ACD Systems Canvas X review

£350
Price when reviewed

Open up Canvas X and the first thing that greets you is the start-up panel. This provides access to recent documents, context-sensitive onscreen help, online forums and, more importantly, four main options: to create a standard illustration, a DTP publication, a business presentation or an animation. It’s the first indication of the program’s breadth of power, to which you can add a whole list of other capabilities such as built-in bitmap editing, direct painting, 3D extrusion, HTML and PDF output, and an impressive system of non-destructive sprite effects. It gives the impression that Canvas will tackle just about any graphical task you care to throw at it.

ACD Systems Canvas X review

However, despite these wide-ranging strengths and the ensuing benefits of integration, which at one time put Canvas on the PC Pro A List, the program has historically been too much of an all-rounder to make serious headway against the three big vector players: Adobe Illustrator, Macromedia FreeHand and CorelDRAW. Eventually, Canvas was bought from its original developer (Deneba), and its new owner (ACD Systems) rewrote Canvas 9’s drawing engine to focus on yet another area of graphics production: precision technical drawing. This, in turn, enabled two more graphical fields – geographical mapping and data visualisation – to be brought into the Canvas fold via dedicated GIS+ and Scientific Imaging add-on modules ($300 and $200 respectively).

To make the most of its all-round capabilities, ACD is determined that Canvas X should operate as a central graphical hub, and in this latest release provides the ability to import and export graphical files (and non-graphical files such as Word and Excel documents) in over 100 formats, ranging from MacPaint through to AutoCAD. With its new primarily technical audience in mind, CAD-based standards are especially important and two in particular have been enhanced. The DXF/DWF import filter now enables 3D drawings to be projected as precision 2D plans, while CGM import now supports the ATA (Aviation Transportation) standard. For CGM-based seismic data, Canvas X even offers a new Seismic Traces docker palette, which provides dedicated control well beyond any non-vocational use. Presumably such niche power was originally intended as a new add-on module, but, bizarrely, it’s ended up being incorporated into the main program.

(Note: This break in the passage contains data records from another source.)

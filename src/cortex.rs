//! Convenience wrappers for the Cortex calls the demo flow needs.
//!
//! Each one only builds the `params` object and forwards to
//! [`Client::call`]; payloads are returned untouched.

use std::time::Duration;

use serde::Serialize;
use serde_json::{json, Value};

use crate::client::Client;
use crate::error::{CortexError, TransportError};
use crate::protocol::Warning;

/// Data streams a session can subscribe to.
pub const STREAMS: &[&str] = &["eeg", "mot", "dev", "eq", "pow", "met", "com", "fac", "sys"];

/// Warning code sent when a headset scan triggered by `refresh` finishes.
pub const WARNING_HEADSET_SCAN_FINISHED: i64 = 142;

/// Warning codes that report a headset connection attempt succeeded.
pub const WARNINGS_HEADSET_CONNECTED: &[i64] = &[100, 101, 102, 113];

/// Optional fields of a new subject. Unset fields are left out of the request.
#[derive(Debug, Clone, Default, Serialize)]
#[serde(rename_all = "camelCase")]
pub struct SubjectDetails {
    /// `YYYY-MM-DD`
    #[serde(skip_serializing_if = "Option::is_none")]
    pub date_of_birth: Option<String>,
    /// `M`, `F` or `U`
    #[serde(skip_serializing_if = "Option::is_none")]
    pub sex: Option<String>,
    #[serde(skip_serializing_if = "Option::is_none")]
    pub country_code: Option<String>,
    #[serde(skip_serializing_if = "Option::is_none")]
    pub state: Option<String>,
    #[serde(skip_serializing_if = "Option::is_none")]
    pub city: Option<String>,
}

/// Optional fields of a new record.
#[derive(Debug, Clone, Default, Serialize)]
#[serde(rename_all = "camelCase")]
pub struct RecordDetails {
    #[serde(skip_serializing_if = "Option::is_none")]
    pub description: Option<String>,
    #[serde(skip_serializing_if = "Option::is_none")]
    pub subject_name: Option<String>,
    #[serde(skip_serializing_if = "Vec::is_empty")]
    pub tags: Vec<String>,
}

/// Merge the serialized `details` object into `params`.
fn with_details<T: Serialize>(mut params: Value, details: &T) -> Result<Value, CortexError> {
    let extra = serde_json::to_value(details).map_err(|e| TransportError::Encode(e.to_string()))?;
    if let (Some(params), Value::Object(extra)) = (params.as_object_mut(), extra) {
        params.extend(extra);
    }
    Ok(params)
}

fn control_device_params(command: &str, headset_id: Option<&str>) -> Value {
    let mut params = json!({"command": command});
    if let Some(headset) = headset_id {
        params["headset"] = json!(headset);
    }
    params
}

impl Client {
    pub fn get_cortex_info(&self) -> Result<Value, CortexError> {
        self.call("getCortexInfo", json!({}))
    }

    pub fn get_user_login(&self) -> Result<Value, CortexError> {
        self.call("getUserLogin", json!({}))
    }

    pub fn request_access(&self, client_id: &str, client_secret: &str) -> Result<Value, CortexError> {
        self.call(
            "requestAccess",
            json!({"clientId": client_id, "clientSecret": client_secret}),
        )
    }

    pub fn authorize(&self, client_id: &str, client_secret: &str) -> Result<Value, CortexError> {
        self.call(
            "authorize",
            json!({"clientId": client_id, "clientSecret": client_secret}),
        )
    }

    pub fn generate_new_token(
        &self,
        cortex_token: &str,
        client_id: &str,
        client_secret: &str,
    ) -> Result<Value, CortexError> {
        self.call(
            "generateNewToken",
            json!({
                "cortexToken": cortex_token,
                "clientId": client_id,
                "clientSecret": client_secret
            }),
        )
    }

    pub fn get_user_information(&self, cortex_token: &str) -> Result<Value, CortexError> {
        self.call("getUserInformation", json!({"cortexToken": cortex_token}))
    }

    /// `command` is one of `refresh`, `connect`, `disconnect`.
    pub fn control_device(&self, command: &str, headset_id: Option<&str>) -> Result<Value, CortexError> {
        self.call("controlDevice", control_device_params(command, headset_id))
    }

    /// `controlDevice`, then wait for the warning the service pushes when the
    /// command completes (142 after `refresh`, 100/101/102/113 after `connect`).
    pub fn control_device_and_await_warning(
        &self,
        command: &str,
        headset_id: Option<&str>,
        timeout: Duration,
    ) -> Result<(Value, Warning), CortexError> {
        self.call_then_await_warning(
            "controlDevice",
            control_device_params(command, headset_id),
            timeout,
        )
    }

    pub fn query_headsets(&self) -> Result<Value, CortexError> {
        self.call("queryHeadsets", json!({}))
    }

    pub fn create_session(
        &self,
        cortex_token: &str,
        headset_id: &str,
        status: &str,
    ) -> Result<Value, CortexError> {
        self.call(
            "createSession",
            json!({"cortexToken": cortex_token, "headset": headset_id, "status": status}),
        )
    }

    /// Subscribe `session_id` to `streams`; data then arrives on the
    /// `stream_data_<tag>` channels (see [`Client::on_stream`]).
    pub fn subscribe_streams(
        &self,
        cortex_token: &str,
        session_id: &str,
        streams: &[&str],
    ) -> Result<Value, CortexError> {
        self.call(
            "subscribe",
            json!({"cortexToken": cortex_token, "session": session_id, "streams": streams}),
        )
    }

    /// `query` and `order_by` are passed through, e.g.
    /// `json!({"sex": "M"})` and `json!([{"subjectName": "DESC"}])`.
    pub fn query_subjects(
        &self,
        cortex_token: &str,
        query: Value,
        order_by: Value,
    ) -> Result<Value, CortexError> {
        self.call(
            "querySubjects",
            json!({"cortexToken": cortex_token, "query": query, "orderBy": order_by}),
        )
    }

    pub fn create_subject(
        &self,
        cortex_token: &str,
        subject_name: &str,
        details: &SubjectDetails,
    ) -> Result<Value, CortexError> {
        let params = with_details(
            json!({"cortexToken": cortex_token, "subjectName": subject_name}),
            details,
        )?;
        self.call("createSubject", params)
    }

    pub fn query_records(
        &self,
        cortex_token: &str,
        query: Value,
        order_by: Value,
    ) -> Result<Value, CortexError> {
        self.call(
            "queryRecords",
            json!({"cortexToken": cortex_token, "query": query, "orderBy": order_by}),
        )
    }

    /// Full record information, markers included.
    pub fn get_record_infos(&self, cortex_token: &str, record_ids: &[&str]) -> Result<Value, CortexError> {
        self.call(
            "getRecordInfos",
            json!({"cortexToken": cortex_token, "recordIds": record_ids}),
        )
    }

    /// Start recording on `session_id`. The session must be active.
    pub fn create_record(
        &self,
        cortex_token: &str,
        session_id: &str,
        title: &str,
        details: &RecordDetails,
    ) -> Result<Value, CortexError> {
        let params = with_details(
            json!({"cortexToken": cortex_token, "session": session_id, "title": title}),
            details,
        )?;
        self.call("createRecord", params)
    }

    /// `status` is `active` or `close`.
    pub fn update_session(
        &self,
        cortex_token: &str,
        session_id: &str,
        status: &str,
    ) -> Result<Value, CortexError> {
        self.call(
            "updateSession",
            json!({"cortexToken": cortex_token, "session": session_id, "status": status}),
        )
    }
}
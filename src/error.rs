//! Error types for the Cortex client.
//!
//! Callers of [`Client::call`](crate::Client::call) only ever see the four
//! [`CortexError`] kinds. [`MalformedFrame`] never reaches a caller: the
//! router publishes it on the `unrecognized` channel and carries on.

use std::time::Duration;

use thiserror::Error;

use crate::protocol::RemoteErrorBody;

/// Errors surfaced to callers of the blocking call API.
#[derive(Debug, Error)]
pub enum CortexError {
    /// The request could not be handed to the transport.
    #[error("Transport error: {0}")]
    Transport(#[from] TransportError),

    /// The service answered the request with a JSON-RPC error object.
    #[error("Remote error {code}: {message}")]
    Remote {
        /// JSON-RPC error code
        code: i64,
        /// Error message
        message: String,
        /// Optional additional data
        data: Option<serde_json::Value>,
    },

    /// No matching response arrived within the window.
    #[error("Request timed out after {0:?}")]
    Timeout(Duration),

    /// The connection ended while the call was outstanding.
    #[error("Connection closed: {0}")]
    ConnectionClosed(String),
}

impl CortexError {
    /// Whether retrying the same call on this connection may succeed.
    pub fn is_recoverable(&self) -> bool {
        matches!(self, CortexError::Remote { .. } | CortexError::Timeout(_))
    }
}

impl From<RemoteErrorBody> for CortexError {
    fn from(err: RemoteErrorBody) -> Self {
        CortexError::Remote {
            code: err.code,
            message: err.message,
            data: err.data,
        }
    }
}

/// Failures at the transport boundary.
///
/// Fatal to the in-flight call, not to the connection.
#[derive(Debug, Clone, Error, PartialEq, Eq)]
pub enum TransportError {
    /// Channel is not open (never connected, or already torn down).
    #[error("channel not open")]
    NotOpen,

    /// Connection establishment failed.
    #[error("connect failed: {0}")]
    Connect(String),

    /// The endpoint could not be understood.
    #[error("invalid endpoint '{endpoint}': {reason}")]
    InvalidEndpoint { endpoint: String, reason: String },

    /// Request could not be encoded.
    #[error("encode failed: {0}")]
    Encode(String),

    /// A blocking call was made from inside a bus handler, which runs on the
    /// thread that delivers replies.
    #[error("blocking call from the frame delivery thread")]
    OnDeliveryThread,

    /// The peer replied on a request's channel with something other than a
    /// result or an error.
    #[error("unexpected reply: {0}")]
    UnexpectedReply(String),
}

/// Why an inbound frame could not be routed to a waiting caller.
#[derive(Debug, Clone, Error, PartialEq)]
pub enum MalformedFrame {
    #[error("invalid JSON: {0}")]
    InvalidJson(String),

    #[error("frame is not a JSON object")]
    NotAnObject,

    /// Carries an id that no outstanding request owns (late, duplicate or garbled).
    #[error("no outstanding request for id {0}")]
    UnknownId(serde_json::Value),

    #[error("unrecognized frame shape")]
    UnknownShape,
}

#[cfg(test)]
mod tests {
    use super::*;

    #[test]
    fn test_cortex_error_display() {
        let timeout_err = CortexError::Timeout(Duration::from_secs(30));
        assert_eq!(timeout_err.to_string(), "Request timed out after 30s");

        let remote_err = CortexError::Remote {
            code: -32,
            message: "invalid token".to_string(),
            data: None,
        };
        assert_eq!(remote_err.to_string(), "Remote error -32: invalid token");

        let transport_err: CortexError = TransportError::NotOpen.into();
        assert_eq!(transport_err.to_string(), "Transport error: channel not open");

        let closed = CortexError::ConnectionClosed("server went away".to_string());
        assert_eq!(closed.to_string(), "Connection closed: server went away");
    }

    #[test]
    fn test_cortex_error_from_remote_body() {
        let body = RemoteErrorBody {
            code: -32601,
            message: "Method not found".to_string(),
            data: Some(serde_json::json!({"method": "unknown"})),
        };

        match CortexError::from(body) {
            CortexError::Remote { code, message, data } => {
                assert_eq!(code, -32601);
                assert_eq!(message, "Method not found");
                assert!(data.is_some());
            }
            other => panic!("Expected Remote, got {other:?}"),
        }
    }

    #[test]
    fn test_recoverable_kinds() {
        assert!(CortexError::Timeout(Duration::from_millis(5)).is_recoverable());
        assert!(!CortexError::ConnectionClosed("eof".into()).is_recoverable());
        assert!(!CortexError::Transport(TransportError::NotOpen).is_recoverable());
    }
}
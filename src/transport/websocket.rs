//! WebSocket transport over `tokio-tungstenite`.
//!
//! The Cortex service speaks JSON-RPC in text frames on `wss://localhost:6868`.
//! TLS endpoints need the `tls` cargo feature.

use std::sync::Arc;
use std::time::Duration;

use futures::{SinkExt, StreamExt};
use tokio::net::TcpStream;
use tokio::sync::mpsc::UnboundedReceiver;
use tokio_tungstenite::tungstenite::Message;
use tokio_tungstenite::{connect_async, MaybeTlsStream, WebSocketStream};
use tracing::{debug, info, warn};

use super::{DeliveryHandle, FrameHandler, Outgoing, Transport};
use crate::error::TransportError;

type WsStream = WebSocketStream<MaybeTlsStream<TcpStream>>;

/// Client side of a WebSocket connection.
pub struct WsTransport {
    delivery: DeliveryHandle,
    url: String,
}

impl WsTransport {
    /// Open a WebSocket to `url` and start delivering inbound text frames
    /// to `handler` on a dedicated thread.
    pub fn connect(
        url: &str,
        handler: Arc<dyn FrameHandler>,
        connect_timeout: Duration,
    ) -> Result<Self, TransportError> {
        info!("Connecting to {}", url);
        let target = url.to_string();
        let delivery = DeliveryHandle::spawn(
            "cortex-ws",
            connect_timeout,
            handler,
            move || async move {
                let (ws, response) = connect_async(target.as_str())
                    .await
                    .map_err(|e| TransportError::Connect(format!("WebSocket connect: {e}")))?;
                debug!("WebSocket handshake completed ({})", response.status());
                Ok::<_, TransportError>(ws)
            },
            pump,
        )?;

        Ok(Self {
            delivery,
            url: url.to_string(),
        })
    }

    pub fn url(&self) -> &str {
        &self.url
    }
}

impl Transport for WsTransport {
    fn send(&self, text: &str) -> Result<(), TransportError> {
        self.delivery.send(text)
    }

    fn close(&self) {
        self.delivery.close();
    }

    fn is_open(&self) -> bool {
        self.delivery.is_open()
    }
}

/// Shuttle frames until either side ends the connection. Returns the reason.
async fn pump(
    ws: WsStream,
    mut outbound: UnboundedReceiver<Outgoing>,
    handler: Arc<dyn FrameHandler>,
) -> String {
    let (mut sink, mut stream) = ws.split();

    loop {
        tokio::select! {
            out = outbound.recv() => match out {
                Some(Outgoing::Frame(text)) => {
                    if let Err(e) = sink.send(Message::Text(text.into())).await {
                        return format!("send failed: {e}");
                    }
                }
                Some(Outgoing::Close) | None => {
                    let _ = sink.send(Message::Close(None)).await;
                    return "closed by client".to_string();
                }
            },
            inbound = stream.next() => match inbound {
                Some(Ok(Message::Text(text))) => handler.on_frame(text.as_str()),
                Some(Ok(Message::Binary(data))) => match std::str::from_utf8(&data) {
                    Ok(text) => handler.on_frame(text),
                    Err(e) => warn!("Dropping non UTF-8 binary frame: {}", e),
                },
                Some(Ok(Message::Close(frame))) => {
                    return match frame {
                        Some(frame) if !frame.reason.is_empty() => {
                            format!("closed by server: {}", frame.reason)
                        }
                        _ => "closed by server".to_string(),
                    };
                }
                // Ping/pong are answered by tungstenite itself.
                Some(Ok(_)) => {}
                Some(Err(e)) => return format!("read failed: {e}"),
                None => return "stream ended".to_string(),
            },
        }
    }
}
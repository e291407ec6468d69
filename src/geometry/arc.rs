//! Turn arc resolution.
//!
//! Converts a turn description (start point, center, included angle, turn
//! direction) into the parameters a generic "arc within a bounding box"
//! drawing primitive consumes: bounding box, start angle, and signed sweep
//! in the renderer's fixed-point angle units.

use crate::error::{GeometryError, Result};
use crate::math::turn_2d::radius_angle_deg;
use crate::math::Point2;

/// Margin added around the turn radius so the stroked arc stays inside
/// its own bounding box for stroke widths up to twice this value.
pub const ARC_SEMI_WIDTH: f64 = 0.3;

/// Renderer fixed-point angle scale: 16 units per degree, so a full
/// revolution is 5760 units.
pub const UNITS_PER_DEGREE: f64 = 16.0;

/// A single turn joining two straight legs.
///
/// `direction_sign` is the raw cross-product determinant between the
/// incoming and outgoing leg directions ([`turn_determinant`]); only its
/// sign is used. Created fresh per rendered turn and never mutated.
///
/// [`turn_determinant`]: crate::math::turn_2d::turn_determinant
#[derive(Debug, Clone, Copy, PartialEq)]
pub struct TurnSpec {
    /// Point where the aircraft enters the turn, on the turn circle.
    pub start: Point2,
    /// Center of the turn circle.
    pub center: Point2,
    /// Included angle of the turn, in degrees.
    pub included_angle_deg: f64,
    /// Turn radius in scene units. Must be positive.
    pub turn_radius: f64,
    /// Signed determinant encoding the turn handedness.
    pub direction_sign: f64,
}

/// Axis-aligned bounding rectangle in scene units.
#[derive(Debug, Clone, Copy, PartialEq)]
pub struct BoundingBox {
    pub x: f64,
    pub y: f64,
    pub width: f64,
    pub height: f64,
}

impl BoundingBox {
    /// Returns the center of the box.
    #[must_use]
    pub fn center(&self) -> Point2 {
        Point2::new(self.x + self.width * 0.5, self.y + self.height * 0.5)
    }
}

/// Drawable arc parameters produced by [`ArcResolver::resolve`].
///
/// `sweep_angle_units` keeps the sign of the included angle; the
/// draw-direction sign is applied at draw time via
/// [`signed_sweep_units`](Self::signed_sweep_units), never baked in.
#[derive(Debug, Clone, Copy, PartialEq)]
pub struct ResolvedArc {
    /// Square box of side `2 * (turn_radius + pad)` centered on the turn center.
    pub bounding_box: BoundingBox,
    /// Start angle in renderer units, negated per the clockwise-negative
    /// screen convention.
    pub start_angle_units: f64,
    /// Included angle scaled into renderer units, sign untouched.
    pub sweep_angle_units: f64,
    /// `+1.0` or `-1.0`, from the turn's direction sign.
    pub draw_sweep_sign: f64,
}

impl ResolvedArc {
    /// Returns the sweep to pass to the draw primitive, with the
    /// draw-direction sign applied.
    #[must_use]
    pub fn signed_sweep_units(&self) -> f64 {
        self.draw_sweep_sign * self.sweep_angle_units
    }
}

/// Resolves [`TurnSpec`]s into drawable arcs.
///
/// Stateless apart from two constants, so a single resolver can be shared
/// freely across threads and repaint cycles.
#[derive(Debug, Clone, Copy)]
pub struct ArcResolver {
    pad: f64,
    units_per_degree: f64,
}

impl Default for ArcResolver {
    fn default() -> Self {
        Self {
            pad: ARC_SEMI_WIDTH,
            units_per_degree: UNITS_PER_DEGREE,
        }
    }
}

impl ArcResolver {
    /// Creates a resolver with an explicit bounding-box pad and angular
    /// unit scale. Both must agree with the consuming renderer.
    #[must_use]
    pub fn new(pad: f64, units_per_degree: f64) -> Self {
        Self {
            pad,
            units_per_degree,
        }
    }

    /// Returns the bounding-box pad.
    #[must_use]
    pub fn pad(&self) -> f64 {
        self.pad
    }

    /// Resolves a turn into drawable arc parameters.
    ///
    /// The start angle is derived with the two-argument arctangent of the
    /// center→start vector, so every quadrant (including a vertical
    /// radius) is handled, then negated: the renderer counts angles
    /// clockwise-negative in screen coordinates where y grows downward.
    ///
    /// A negative `direction_sign` draws the sweep positive; zero or
    /// positive draws it negated. Zero (collinear legs) deliberately
    /// shares the positive branch.
    ///
    /// # Errors
    ///
    /// Returns [`GeometryError::NonPositiveRadius`] if `turn_radius <= 0`
    /// and [`GeometryError::StartAtCenter`] if the start point coincides
    /// with the center, where the start angle is undefined.
    pub fn resolve(&self, spec: &TurnSpec) -> Result<ResolvedArc> {
        if spec.turn_radius <= 0.0 {
            return Err(GeometryError::NonPositiveRadius {
                radius: spec.turn_radius,
            }
            .into());
        }

        let reach = spec.turn_radius + self.pad;
        let bounding_box = BoundingBox {
            x: spec.center.x - reach,
            y: spec.center.y - reach,
            width: 2.0 * reach,
            height: 2.0 * reach,
        };

        let start_angle_units =
            -radius_angle_deg(spec.center, spec.start)? * self.units_per_degree;
        let sweep_angle_units = spec.included_angle_deg * self.units_per_degree;

        let draw_sweep_sign = if spec.direction_sign < 0.0 { 1.0 } else { -1.0 };

        Ok(ResolvedArc {
            bounding_box,
            start_angle_units,
            sweep_angle_units,
            draw_sweep_sign,
        })
    }
}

Canvas X moves beyond traditional import filters with two new capabilities. The first is a scripting utility that enables CorelDRAW, Visio and PowerPoint files to be recreated in Canvas. It sounds interesting, but in practice boils down to copying and pasting individual objects as WMF graphics. The second is a far more impressive and universal solution that employs a PostScript-based Canvas print driver to enable any application to print pages directly to Canvas X. For the most part, the system works as intended, but ultimately neither solution is much more than a workaround, as serious editing of the results, such as changing text, is either impossible or impractical. Where both approaches could come in handy is as a way to add some graphical flair and to open up export options.

Undoubtedly the most useful of Canvas’ many output options is the ability to export directly to Acrobat PDF format, and this has been enhanced with new support for secure encryption and password protection. There’s also new support for PDF-based layers, which should be useful with Canvas X’s range of highlighter and redline Markup tools – these can be automatically added to their own markup layer. Unfortunately, although the layers did make it through to the PDF, it isn’t possible to toggle their display.